Records excerpted from a collection
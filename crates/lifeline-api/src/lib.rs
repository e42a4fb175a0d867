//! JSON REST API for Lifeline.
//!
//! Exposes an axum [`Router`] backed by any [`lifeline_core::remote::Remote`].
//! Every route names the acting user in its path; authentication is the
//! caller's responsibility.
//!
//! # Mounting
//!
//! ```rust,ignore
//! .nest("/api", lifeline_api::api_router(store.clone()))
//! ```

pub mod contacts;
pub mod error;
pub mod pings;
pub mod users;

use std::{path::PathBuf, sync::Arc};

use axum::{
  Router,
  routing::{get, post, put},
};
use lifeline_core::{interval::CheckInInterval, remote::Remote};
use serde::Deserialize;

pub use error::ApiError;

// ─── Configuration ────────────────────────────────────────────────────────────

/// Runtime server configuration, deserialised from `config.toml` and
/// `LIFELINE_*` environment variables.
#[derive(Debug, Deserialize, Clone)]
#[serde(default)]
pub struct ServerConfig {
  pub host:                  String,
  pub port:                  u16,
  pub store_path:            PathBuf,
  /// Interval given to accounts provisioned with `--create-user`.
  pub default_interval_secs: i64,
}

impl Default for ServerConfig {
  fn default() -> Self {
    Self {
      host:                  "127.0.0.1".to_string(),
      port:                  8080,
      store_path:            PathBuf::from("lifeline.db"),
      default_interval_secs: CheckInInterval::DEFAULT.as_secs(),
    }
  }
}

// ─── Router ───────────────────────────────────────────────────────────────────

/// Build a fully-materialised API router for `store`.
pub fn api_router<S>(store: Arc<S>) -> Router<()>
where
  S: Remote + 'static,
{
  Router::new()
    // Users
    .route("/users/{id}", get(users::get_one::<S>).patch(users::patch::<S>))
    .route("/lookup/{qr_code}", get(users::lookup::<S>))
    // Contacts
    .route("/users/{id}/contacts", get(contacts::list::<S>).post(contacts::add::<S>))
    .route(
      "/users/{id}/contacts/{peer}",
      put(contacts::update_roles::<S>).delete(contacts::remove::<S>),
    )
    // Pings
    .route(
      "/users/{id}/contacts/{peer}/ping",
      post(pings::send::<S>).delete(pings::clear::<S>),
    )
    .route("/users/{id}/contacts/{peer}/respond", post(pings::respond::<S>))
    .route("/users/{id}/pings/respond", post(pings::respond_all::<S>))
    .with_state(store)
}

- _ACTIVITY_
Your task is to write out every record exactly.

- _SOLVED EXERCISE_
filename crates/lifeline-api/src/lib.rs
repository e42a4fb175a0d867
//! JSON REST API for Lifeline.
//!
//! Exposes an axum [`Router`] backed by any [`lifeline_core::remote::Remote`].
//! Every route names the acting user in its path; authentication is the
//! caller's responsibility.
//!
//! # Mounting
//!
//! ```rust,ignore
//! .nest("/api", lifeline_api::api_router(store.clone()))
//! ```

pub mod contacts;
pub mod error;
pub mod pings;
pub mod users;

use std::{path::PathBuf, sync::Arc};

use axum::{
  Router,
  routing::{get, post, put},
};
use lifeline_core::{interval::CheckInInterval, remote::Remote};
use serde::Deserialize;

pub use error::ApiError;

// ─── Configuration ────────────────────────────────────────────────────────────

/// Runtime server configuration, deserialised from `config.toml` and
/// `LIFELINE_*` environment variables.
#[derive(Debug, Deserialize, Clone)]
#[serde(default)]
pub struct ServerConfig {
  pub host:                  String,
  pub port:                  u16,
  pub store_path:            PathBuf,
  /// Interval given to accounts provisioned with `--create-user`.
  pub default_interval_secs: i64,
}

impl Default for ServerConfig {
  fn default() -> Self {
    Self {
      host:                  "127.0.0.1".to_string(),
      port:                  8080,
      store_path:            PathBuf::from("lifeline.db"),
      default_interval_secs: CheckInInterval::DEFAULT.as_secs(),
    }
  }
}

// ─── Router ───────────────────────────────────────────────────────────────────

/// Build a fully-materialised API router for `store`.
pub fn api_router<S>(store: Arc<S>) -> Router<()>
where
  S: Remote + 'static,
{
  Router::new()
    // Users
    .route("/users/{id}", get(users::get_one::<S>).patch(users::patch::<S>))
    .route("/lookup/{qr_code}", get(users::lookup::<S>))
    // Contacts
    .route("/users/{id}/contacts", get(contacts::list::<S>).post(contacts::add::<S>))
    .route(
      "/users/{id}/contacts/{peer}",
      put(contacts::update_roles::<S>).delete(contacts::remove::<S>),
    )
    // Pings
    .route(
      "/users/{id}/contacts/{peer}/ping",
      post(pings::send::<S>).delete(pings::clear::<S>),
    )
    .route("/users/{id}/contacts/{peer}/respond", post(pings::respond::<S>))
    .route("/users/{id}/pings/respond", post(pings::respond_all::<S>))
    .with_state(store)
}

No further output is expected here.